### Exercise prompt
A single number is the answer here: the count of lines in the data below that include the word "Debug".

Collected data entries
------------------------
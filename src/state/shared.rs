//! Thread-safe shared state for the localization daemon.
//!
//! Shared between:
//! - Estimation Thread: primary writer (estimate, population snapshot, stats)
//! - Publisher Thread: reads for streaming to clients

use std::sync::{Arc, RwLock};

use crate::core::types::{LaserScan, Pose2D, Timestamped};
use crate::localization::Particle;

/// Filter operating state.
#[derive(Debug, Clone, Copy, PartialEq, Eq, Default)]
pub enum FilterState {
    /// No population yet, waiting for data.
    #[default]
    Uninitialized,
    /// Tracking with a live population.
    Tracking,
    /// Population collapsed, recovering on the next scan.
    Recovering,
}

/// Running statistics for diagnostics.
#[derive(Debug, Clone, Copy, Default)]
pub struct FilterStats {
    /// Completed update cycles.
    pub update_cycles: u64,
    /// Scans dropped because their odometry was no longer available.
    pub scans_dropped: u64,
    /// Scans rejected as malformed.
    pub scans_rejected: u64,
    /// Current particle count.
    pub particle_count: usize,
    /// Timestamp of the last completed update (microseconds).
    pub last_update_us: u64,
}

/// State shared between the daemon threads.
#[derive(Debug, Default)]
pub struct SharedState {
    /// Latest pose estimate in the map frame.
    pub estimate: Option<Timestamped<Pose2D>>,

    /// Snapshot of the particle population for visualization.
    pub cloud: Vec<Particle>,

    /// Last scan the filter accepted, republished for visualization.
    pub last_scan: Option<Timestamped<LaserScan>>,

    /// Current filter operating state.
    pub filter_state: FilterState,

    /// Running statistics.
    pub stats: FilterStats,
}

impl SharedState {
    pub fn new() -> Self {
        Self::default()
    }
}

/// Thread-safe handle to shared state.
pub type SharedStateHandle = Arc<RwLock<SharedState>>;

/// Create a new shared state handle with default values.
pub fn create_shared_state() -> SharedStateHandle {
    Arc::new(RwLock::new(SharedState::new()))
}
------------------------
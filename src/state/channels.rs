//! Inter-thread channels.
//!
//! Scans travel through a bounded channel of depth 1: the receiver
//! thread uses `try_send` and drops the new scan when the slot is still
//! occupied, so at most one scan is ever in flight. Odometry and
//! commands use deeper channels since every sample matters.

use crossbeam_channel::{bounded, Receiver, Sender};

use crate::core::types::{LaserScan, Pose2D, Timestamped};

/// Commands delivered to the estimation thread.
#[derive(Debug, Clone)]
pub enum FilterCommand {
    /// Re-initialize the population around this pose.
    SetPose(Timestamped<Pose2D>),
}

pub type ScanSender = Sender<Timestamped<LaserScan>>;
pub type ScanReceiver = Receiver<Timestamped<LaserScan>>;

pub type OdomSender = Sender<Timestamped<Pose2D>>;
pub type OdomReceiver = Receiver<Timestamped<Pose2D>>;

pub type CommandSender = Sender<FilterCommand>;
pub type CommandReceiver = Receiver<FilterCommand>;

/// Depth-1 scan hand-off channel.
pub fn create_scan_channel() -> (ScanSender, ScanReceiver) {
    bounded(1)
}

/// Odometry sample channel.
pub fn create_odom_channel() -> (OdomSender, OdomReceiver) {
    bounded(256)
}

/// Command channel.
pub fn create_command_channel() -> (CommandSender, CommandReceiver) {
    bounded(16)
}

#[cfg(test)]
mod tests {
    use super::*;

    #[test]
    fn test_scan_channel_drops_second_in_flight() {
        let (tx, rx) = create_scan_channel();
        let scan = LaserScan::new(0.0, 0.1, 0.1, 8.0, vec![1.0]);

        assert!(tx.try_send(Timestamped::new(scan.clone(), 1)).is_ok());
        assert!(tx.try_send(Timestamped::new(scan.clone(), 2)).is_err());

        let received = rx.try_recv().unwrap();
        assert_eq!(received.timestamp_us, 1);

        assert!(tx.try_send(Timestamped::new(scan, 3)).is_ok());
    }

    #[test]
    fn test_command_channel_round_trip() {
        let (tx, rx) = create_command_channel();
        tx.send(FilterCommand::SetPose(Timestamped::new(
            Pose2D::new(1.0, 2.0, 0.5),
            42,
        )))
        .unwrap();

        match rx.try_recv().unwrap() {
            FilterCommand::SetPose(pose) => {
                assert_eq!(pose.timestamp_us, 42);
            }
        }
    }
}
------------------------
### Exercise solution
4